§ **YOUR TASK**: An exact transcription of the lines below, from the first through the one containing "pub async fn", is the only output wanted.

§ **MATERIAL TO PROCESS**:
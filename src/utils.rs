use std::env;
use std::path::{Path, PathBuf};

use anyhow::Result;
use log::{error, info};
use tokio::fs;

/// Asynchronously ensures that a directory exists, creating it if it does not.
/// This function is idempotent.
pub async fn ensure_directory_exists<P: AsRef<Path>>(path: P) -> Result<()> {
    let path = path.as_ref();
    if !path.exists() {
        if let Err(e) = fs::create_dir_all(path).await {
            error!("Failed to create directory at {:?}: {}", path, e);
            return Err(e.into());
        }
        info!("Created directory at: {:?}", path);
    }
    Ok(())
}

/// Directory holding the configuration file.
///
/// `FALCONS_DECK_CONFIG_DIR` wins; otherwise `$XDG_CONFIG_HOME/falcons-deck`,
/// then `$HOME/.config/falcons-deck`, then the working directory.
pub fn default_config_dir() -> PathBuf {
    if let Some(dir) = env::var_os("FALCONS_DECK_CONFIG_DIR") {
        return PathBuf::from(dir);
    }
    if let Some(dir) = env::var_os("XDG_CONFIG_HOME") {
        return PathBuf::from(dir).join("falcons-deck");
    }
    match env::var_os("HOME") {
        Some(home) => PathBuf::from(home).join(".config").join("falcons-deck"),
        None => PathBuf::from("."),
    }
}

§ **SOLUTION TO THE PROBLEM**:
filename src/utils.rs
use std::env;
use std::path::{Path, PathBuf};

use anyhow::Result;
use log::{error, info};
use tokio::fs;

/// Asynchronously ensures that a directory exists, creating it if it does not.
/// This function is idempotent.
pub async fn ensure_directory_exists<P: AsRef<Path>>(path: P) -> Result<()> {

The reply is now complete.